Climate data for First Connecticut Lake, New Hampshire, 1991–2020 normals, extremes 1918–present
| Month | Jan | Feb | Mar | Apr | May | Jun | Jul | Aug | Sep | Oct | Nov | Dec | Year |
| Record high °F (°C) | 60 (16) | 64 (18) | 77 (25) | 83 (28) | 91 (33) | 91 (33) | 93 (34) | 92 (33) | 89 (32) | 83 (28) | 73 (23) | 63 (17) | 93 (34) |
| Mean maximum °F (°C) | 45.3 (7.4) | 47.5 (8.6) | 55.0 (12.8) | 70.5 (21.4) | 79.9 (26.6) | 84.5 (29.2) | 85.1 (29.5) | 83.6 (28.7) | 80.6 (27.0) | 71.6 (22.0) | 61.1 (16.2) | 49.4 (9.7) | 87.0 (30.6) |
| Mean daily maximum °F (°C) | 22.4 (−5.3) | 25.2 (−3.8) | 34.2 (1.2) | 47.1 (8.4) | 61.5 (16.4) | 70.4 (21.3) | 75.0 (23.9) | 73.6 (23.1) | 66.4 (19.1) | 52.8 (11.6) | 39.9 (4.4) | 28.7 (−1.8) | 49.8 (9.9) |
| Daily mean °F (°C) | 11.1 (−11.6) | 12.8 (−10.7) | 21.9 (−5.6) | 36.3 (2.4) | 49.9 (9.9) | 59.3 (15.2) | 64.2 (17.9) | 62.7 (17.1) | 55.1 (12.8) | 43.5 (6.4) | 31.8 (−0.1) | 19.9 (−6.7) | 39.0 (3.9) |
| Mean daily minimum °F (°C) | −0.3 (−17.9) | 0.4 (−17.6) | 9.6 (−12.4) | 25.5 (−3.6) | 38.3 (3.5) | 48.3 (9.1) | 53.4 (11.9) | 51.7 (10.9) | 43.9 (6.6) | 34.1 (1.2) | 23.7 (−4.6) | 11.1 (−11.6) | 28.3 (−2.0) |
| Mean minimum °F (°C) | −27.0 (−32.8) | −24.6 (−31.4) | −18.5 (−28.1) | 6.6 (−14.1) | 25.1 (−3.8) | 32.6 (0.3) | 40.7 (4.8) | 38.4 (3.6) | 28.7 (−1.8) | 19.6 (−6.9) | 4.6 (−15.2) | −14.0 (−25.6) | −30.0 (−34.4) |
| Record low °F (°C) | −44 (−42) | −45 (−43) | −36 (−38) | −17 (−27) | 14 (−10) | 25 (−4) | 29 (−2) | 28 (−2) | 18 (−8) | 8 (−13) | −13 (−25) | −44 (−42) | −45 (−43) |
| Average precipitation inches (mm) | 3.02 (77) | 2.37 (60) | 3.04 (77) | 3.60 (91) | 4.47 (114) | 5.14 (131) | 4.91 (125) | 4.76 (121) | 4.00 (102) | 4.63 (118) | 3.62 (92) | 3.57 (91) | 47.13 (1,199) |
| Average snowfall inches (cm) | 30.3 (77) | 28.4 (72) | 24.6 (62) | 9.7 (25) | 1.0 (2.5) | 0.0 (0.0) | 0.0 (0.0) | 0.0 (0.0) | 0.0 (0.0) | 2.5 (6.4) | 14.6 (37) | 31.9 (81) | 143.0 (363) |
| Average extreme snow depth inches (cm) | 22.3 (57) | 27.9 (71) | 29.4 (75) | 16.9 (43) | 0.9 (2.3) | 0.0 (0.0) | 0.0 (0.0) | 0.0 (0.0) | 0.0 (0.0) | 1.2 (3.0) | 6.9 (18) | 14.9 (38) | 30.6 (78) |
| Average precipitation days (≥ 0.01 in) | 18.3 | 14.6 | 15.2 | 15.0 | 14.6 | 15.2 | 14.8 | 14.1 | 12.1 | 15.5 | 16.7 | 19.3 | 185.4 |
| Average snowy days (≥ 0.1 in) | 16.8 | 13.5 | 11.5 | 5.3 | 0.7 | 0.0 | 0.0 | 0.0 | 0.0 | 1.7 | 8.6 | 15.5 | 73.6 |
Source 1: NOAA
Source 2: National Weather Service

==Connecticut Lakes Natural Area==

USGS map of First, Second, and Third Connecticut Lakes (bottom to top)

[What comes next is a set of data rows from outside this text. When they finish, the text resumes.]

//! Utilities shared by the experiment binaries and the test suites.
//!
//! - **`data_loader`**: parses DIMACS-style edge lists into a symmetric
//!   weighted adjacency matrix.
//! - **`synthetic`**: adjacency matrices of small reference graphs (paths,
//!   rings) whose spectra are known in closed form.
//! - **`perf`**: peak memory measurement on Linux.

pub mod data_loader;
pub mod perf;
pub mod synthetic;
//! Construction of graph Laplacians from a weighted adjacency matrix.
//!
//! The Laplacian is the operator whose eigenvectors play the role of Fourier
//! modes on a graph. Three normalizations are supported:
//!
//! - **Combinatorial**: `L = D - W`, where `D = diag(rowSums(W))`.
//! - **Normalized**: `L = I - D^{-1/2} W D^{-1/2}`. Undefined when any vertex
//!   is isolated, since the normalization divides by the degree.
//! - **None**: the zero matrix, for graphs that carry no spectral structure.
//!
//! All outputs are sparse and the construction is a pure function of `W`.

use crate::{
    error::{GspError, configuration, dimension_mismatch, domain},
    matrix::sparse_from_triplets,
};
use faer::sparse::{SparseColMat, Triplet};
use std::{fmt, str::FromStr};

/// The normalization policy used to derive a Laplacian from `W`.
#[derive(Debug, Clone, Copy, PartialEq, Eq, Hash, Default)]
pub enum LaplacianType {
    /// `L = D - W`.
    #[default]
    Combinatorial,
    /// `L = I - D^{-1/2} W D^{-1/2}`.
    Normalized,
    /// The zero matrix.
    None,
}

impl LaplacianType {
    /// The canonical lowercase name of the policy.
    pub fn as_str(&self) -> &'static str {
        match self {
            LaplacianType::Combinatorial => "combinatorial",
            LaplacianType::Normalized => "normalized",
            LaplacianType::None => "none",
        }
    }
}

impl fmt::Display for LaplacianType {
    fn fmt(&self, f: &mut fmt::Formatter<'_>) -> fmt::Result {
        f.write_str(self.as_str())
    }
}

impl FromStr for LaplacianType {
    type Err = GspError;

    fn from_str(s: &str) -> Result<Self, Self::Err> {
        match s.trim().to_ascii_lowercase().as_str() {
            "combinatorial" => Ok(LaplacianType::Combinatorial),
            "normalized" => Ok(LaplacianType::Normalized),
            "none" => Ok(LaplacianType::None),
            other => Err(configuration(format!("unknown Laplacian type '{other}'."))),
        }
    }
}

/// Computes the weighted degree (row sum) of every vertex.
///
/// # Errors
/// Returns a `Domain` error if `w` holds a negative or non-finite weight.
pub fn degrees(w: &SparseColMat<usize, f64>) -> Result<Vec<f64>, GspError> {
    let mut d = vec![0.0; w.nrows()];
    for triplet in w.triplet_iter() {
        let val = *triplet.val;
        if !val.is_finite() || val < 0.0 {
            return Err(domain(format!(
                "edge weight W[{}, {}] = {val} is not a finite nonnegative number.",
                triplet.row, triplet.col
            )));
        }
        d[triplet.row] += val;
    }
    Ok(d)
}

/// Builds the Laplacian of the graph with adjacency matrix `w`.
///
/// # Arguments
/// * `w`: The square, nonnegative weighted adjacency matrix.
/// * `lap_type`: The normalization policy.
///
/// # Returns
/// The sparse N×N Laplacian.
///
/// # Errors
/// * `DimensionMismatch` if `w` is not square.
/// * `Domain` if `w` holds a negative weight, or if `lap_type` is
///   [`LaplacianType::Normalized`] and some vertex has zero degree.
pub fn build_laplacian(
    w: &SparseColMat<usize, f64>,
    lap_type: LaplacianType,
) -> Result<SparseColMat<usize, f64>, GspError> {
    let n = w.nrows();
    if w.ncols() != n {
        return Err(dimension_mismatch("adjacency columns", n, w.ncols()));
    }

    let d = degrees(w)?;

    if lap_type == LaplacianType::Normalized {
        if let Some(isolated) = d.iter().position(|&di| di == 0.0) {
            return Err(domain(format!(
                "vertex {isolated} has zero degree; the normalized Laplacian is undefined for isolated vertices."
            )));
        }
    }

    // A lone vertex with a defined degree yields the zero operator.
    if n == 1 || lap_type == LaplacianType::None {
        return sparse_from_triplets(n, n, &[]);
    }

    // Diagonal and off-diagonal parts are assembled separately so that
    // self-loops fold into the diagonal without relying on duplicate summation.
    let mut diagonal = match lap_type {
        LaplacianType::Combinatorial => d.clone(),
        _ => vec![1.0; n],
    };
    let inv_sqrt_d: Vec<f64> = d.iter().map(|&di| 1.0 / di.sqrt()).collect();

    let mut triplets = Vec::with_capacity(w.triplet_iter().count() + n);
    for triplet in w.triplet_iter() {
        let (i, j, val) = (triplet.row, triplet.col, *triplet.val);
        let entry = match lap_type {
            LaplacianType::Combinatorial => -val,
            _ => -val * inv_sqrt_d[i] * inv_sqrt_d[j],
        };
        if i == j {
            diagonal[i] += entry;
        } else if entry != 0.0 {
            triplets.push(Triplet {
                row: i,
                col: j,
                val: entry,
            });
        }
    }
    for (i, &val) in diagonal.iter().enumerate() {
        if val != 0.0 {
            triplets.push(Triplet { row: i, col: i, val });
        }
    }

    log::debug!(
        "Built {lap_type} Laplacian for {n} vertices with {} stored entries.",
        triplets.len()
    );
    sparse_from_triplets(n, n, &triplets)
}

#[cfg(test)]
mod tests {
    use super::*;
    use crate::{error::GspErrorKind, matrix::to_dense};

    fn triangle() -> SparseColMat<usize, f64> {
        let edges = [(0, 1, 1.0), (1, 2, 2.0), (0, 2, 4.0)];
        let mut triplets = Vec::new();
        for (i, j, w) in edges {
            triplets.push(Triplet { row: i, col: j, val: w });
            triplets.push(Triplet { row: j, col: i, val: w });
        }
        SparseColMat::try_new_from_triplets(3, 3, &triplets).unwrap()
    }

    #[test]
    fn test_combinatorial_rows_sum_to_zero() {
        let l = to_dense(&build_laplacian(&triangle(), LaplacianType::Combinatorial).unwrap());
        assert_eq!(l[(0, 0)], 5.0);
        assert_eq!(l[(1, 1)], 3.0);
        assert_eq!(l[(2, 2)], 6.0);
        assert_eq!(l[(1, 2)], -2.0);
        for i in 0..3 {
            let row_sum: f64 = (0..3).map(|j| l[(i, j)]).sum();
            assert!(row_sum.abs() < 1e-12);
        }
    }

    #[test]
    fn test_normalized_has_unit_diagonal() {
        let l = to_dense(&build_laplacian(&triangle(), LaplacianType::Normalized).unwrap());
        for i in 0..3 {
            assert!((l[(i, i)] - 1.0).abs() < 1e-12);
        }
        // -w_01 / sqrt(d_0 d_1) = -1 / sqrt(5 * 3)
        assert!((l[(0, 1)] + 1.0 / 15.0f64.sqrt()).abs() < 1e-12);
        assert!((l[(0, 1)] - l[(1, 0)]).abs() < 1e-15);
    }

    #[test]
    fn test_none_is_zero() {
        let l = build_laplacian(&triangle(), LaplacianType::None).unwrap();
        assert_eq!(l.nrows(), 3);
        assert_eq!(l.triplet_iter().count(), 0);
    }

    #[test]
    fn test_normalized_rejects_isolated_vertex() {
        let triplets = vec![
            Triplet { row: 0, col: 1, val: 1.0 },
            Triplet { row: 1, col: 0, val: 1.0 },
        ];
        let w = SparseColMat::try_new_from_triplets(3, 3, &triplets).unwrap();
        let err = build_laplacian(&w, LaplacianType::Normalized).unwrap_err();
        assert!(matches!(err.kind(), GspErrorKind::Domain(_)));

        // The combinatorial Laplacian is still defined.
        assert!(build_laplacian(&w, LaplacianType::Combinatorial).is_ok());
    }

    #[test]
    fn test_negative_weight_is_rejected() {
        let triplets = vec![
            Triplet { row: 0, col: 1, val: -1.0 },
            Triplet { row: 1, col: 0, val: -1.0 },
        ];
        let w = SparseColMat::try_new_from_triplets(2, 2, &triplets).unwrap();
        let err = build_laplacian(&w, LaplacianType::Combinatorial).unwrap_err();
        assert!(matches!(err.kind(), GspErrorKind::Domain(_)));
    }

    #[test]
    fn test_parse_laplacian_type() {
        assert_eq!("Normalized".parse::<LaplacianType>().unwrap(), LaplacianType::Normalized);
        assert_eq!("none".parse::<LaplacianType>().unwrap(), LaplacianType::None);
        let err = "random_walk".parse::<LaplacianType>().unwrap_err();
        assert!(matches!(err.kind(), GspErrorKind::Configuration(_)));
        assert_eq!(LaplacianType::Combinatorial.to_string(), "combinatorial");
    }
}
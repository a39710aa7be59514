//! Full eigendecomposition of a graph Laplacian.
//!
//! The decomposition is computed densely with `faer`'s self-adjoint solver and
//! then canonicalized so that the result is reproducible across runs and
//! platforms:
//!
//! 1. Eigenpairs are sorted by ascending eigenvalue. The sort is stable, so
//!    exactly tied eigenvalues keep the solver's original order.
//! 2. Each eigenvector is negated if needed so that its first entry of
//!    non-negligible magnitude is nonnegative. This removes the ±1 ambiguity
//!    inherent to eigenvectors.
//!
//! The cost is O(N³) time and O(N²) memory. For large graphs prefer the
//! Chebyshev path in [`super::chebyshev`].

use crate::{
    error::{GspError, dimension_mismatch, domain},
    matrix::{is_symmetric, to_dense},
};
use faer::{Mat, Side, sparse::SparseColMat};

/// Vertex count above which a full decomposition is reported as expensive.
pub const EIGEN_SIZE_WARNING: usize = 3000;

/// Relative tolerance used when checking that the Laplacian is symmetric.
pub const SYMMETRY_TOLERANCE: f64 = 1e-10;

/// Entries at or below this magnitude are skipped when fixing the sign of an eigenvector.
pub const SIGN_TOLERANCE: f64 = 1e-10;

/// Sorted, sign-canonical eigenpairs of a symmetric matrix.
#[derive(Debug, Clone)]
pub struct EigenPairs {
    /// Eigenvalues in ascending order.
    pub eigenvalues: Vec<f64>,
    /// Orthonormal eigenvectors; column `k` pairs with `eigenvalues[k]`.
    pub eigenvectors: Mat<f64>,
}

/// Computes the full, canonicalized eigendecomposition of the Laplacian `l`.
///
/// # Errors
/// * `DimensionMismatch` if `l` is not square.
/// * `Domain` if `l` is not symmetric.
/// * `Eigendecomposition` if the dense solver fails to converge.
pub fn full_eigen(l: &SparseColMat<usize, f64>) -> Result<EigenPairs, GspError> {
    let n = l.nrows();
    if l.ncols() != n {
        return Err(dimension_mismatch("Laplacian columns", n, l.ncols()));
    }
    if n > EIGEN_SIZE_WARNING {
        log::warn!(
            "Performing a full eigendecomposition of a {n}x{n} Laplacian; this may take some time. \
             Consider Chebyshev filtering instead."
        );
    }

    let dense = to_dense(l);
    if !is_symmetric(dense.as_ref(), SYMMETRY_TOLERANCE) {
        return Err(domain(
            "the Laplacian is not symmetric; a real orthonormal Fourier basis requires a symmetric operator.",
        ));
    }

    let evd = dense.as_ref().self_adjoint_eigen(Side::Lower)?;
    let values = evd.S();
    let vectors = evd.U();

    let mut order: Vec<usize> = (0..n).collect();
    order.sort_by(|&a, &b| values[a].total_cmp(&values[b]));

    let eigenvalues: Vec<f64> = order.iter().map(|&k| values[k]).collect();
    let mut eigenvectors = Mat::from_fn(n, n, |i, j| vectors[(i, order[j])]);
    canonicalize_signs(&mut eigenvectors);

    Ok(EigenPairs {
        eigenvalues,
        eigenvectors,
    })
}

/// Flips every column whose first non-negligible entry is negative.
pub(crate) fn canonicalize_signs(u: &mut Mat<f64>) {
    let (nrows, ncols) = (u.nrows(), u.ncols());
    for j in 0..ncols {
        let pivot = (0..nrows).map(|i| u[(i, j)]).find(|v| v.abs() > SIGN_TOLERANCE);
        if matches!(pivot, Some(p) if p < 0.0) {
            for i in 0..nrows {
                let v = u[(i, j)];
                u[(i, j)] = -v;
            }
        }
    }
}

/// Returns the largest absolute entry of `u`.
pub(crate) fn max_abs(u: &Mat<f64>) -> f64 {
    let mut mu = 0.0f64;
    for j in 0..u.ncols() {
        for i in 0..u.nrows() {
            mu = mu.max(u[(i, j)].abs());
        }
    }
    mu
}

#[cfg(test)]
mod tests {
    use super::*;
    use crate::error::GspErrorKind;
    use faer::{mat, sparse::Triplet};

    fn sparse(dense: &Mat<f64>) -> SparseColMat<usize, f64> {
        let mut triplets = Vec::new();
        for j in 0..dense.ncols() {
            for i in 0..dense.nrows() {
                if dense[(i, j)] != 0.0 {
                    triplets.push(Triplet {
                        row: i,
                        col: j,
                        val: dense[(i, j)],
                    });
                }
            }
        }
        SparseColMat::try_new_from_triplets(dense.nrows(), dense.ncols(), &triplets).unwrap()
    }

    #[test]
    fn test_eigenvalues_ascending_and_reconstruct() {
        let a: Mat<f64> = mat![[2.0, -1.0, 0.0], [-1.0, 2.0, -1.0], [0.0, -1.0, 2.0]];
        let pairs = full_eigen(&sparse(&a)).unwrap();

        assert!(pairs.eigenvalues.windows(2).all(|w| w[0] <= w[1]));

        let u = &pairs.eigenvectors;
        let d = Mat::from_fn(3, 3, |i, j| if i == j { pairs.eigenvalues[i] } else { 0.0 });
        let reconstructed = u * &d * u.as_ref().transpose();
        assert!((&reconstructed - &a).norm_l2() < 1e-12);
    }

    #[test]
    fn test_first_significant_entry_is_nonnegative() {
        let a: Mat<f64> = mat![[1.0, -1.0, 0.0], [-1.0, 2.0, -1.0], [0.0, -1.0, 1.0]];
        let pairs = full_eigen(&sparse(&a)).unwrap();
        for j in 0..3 {
            let first = (0..3)
                .map(|i| pairs.eigenvectors[(i, j)])
                .find(|v| v.abs() > SIGN_TOLERANCE)
                .unwrap();
            assert!(first > 0.0);
        }
    }

    #[test]
    fn test_canonicalize_flips_negative_columns() {
        let mut u: Mat<f64> = mat![[0.0, -0.6], [-1.0, 0.8]];
        canonicalize_signs(&mut u);
        assert_eq!(u, mat![[0.0, 0.6], [1.0, -0.8]]);
        assert_eq!(max_abs(&u), 1.0);
    }

    #[test]
    fn test_asymmetric_matrix_is_rejected() {
        let a: Mat<f64> = mat![[1.0, -1.0], [0.0, 0.0]];
        let err = full_eigen(&sparse(&a)).unwrap_err();
        assert!(matches!(err.kind(), GspErrorKind::Domain(_)));
    }
}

The 25000 acre surrounding the lakes was set aside as a land conservation project in 2002 by the New Hampshire Fish and Game Department. The protected area is within the towns of Clarksville and Pittsburg, up to the border with Canada.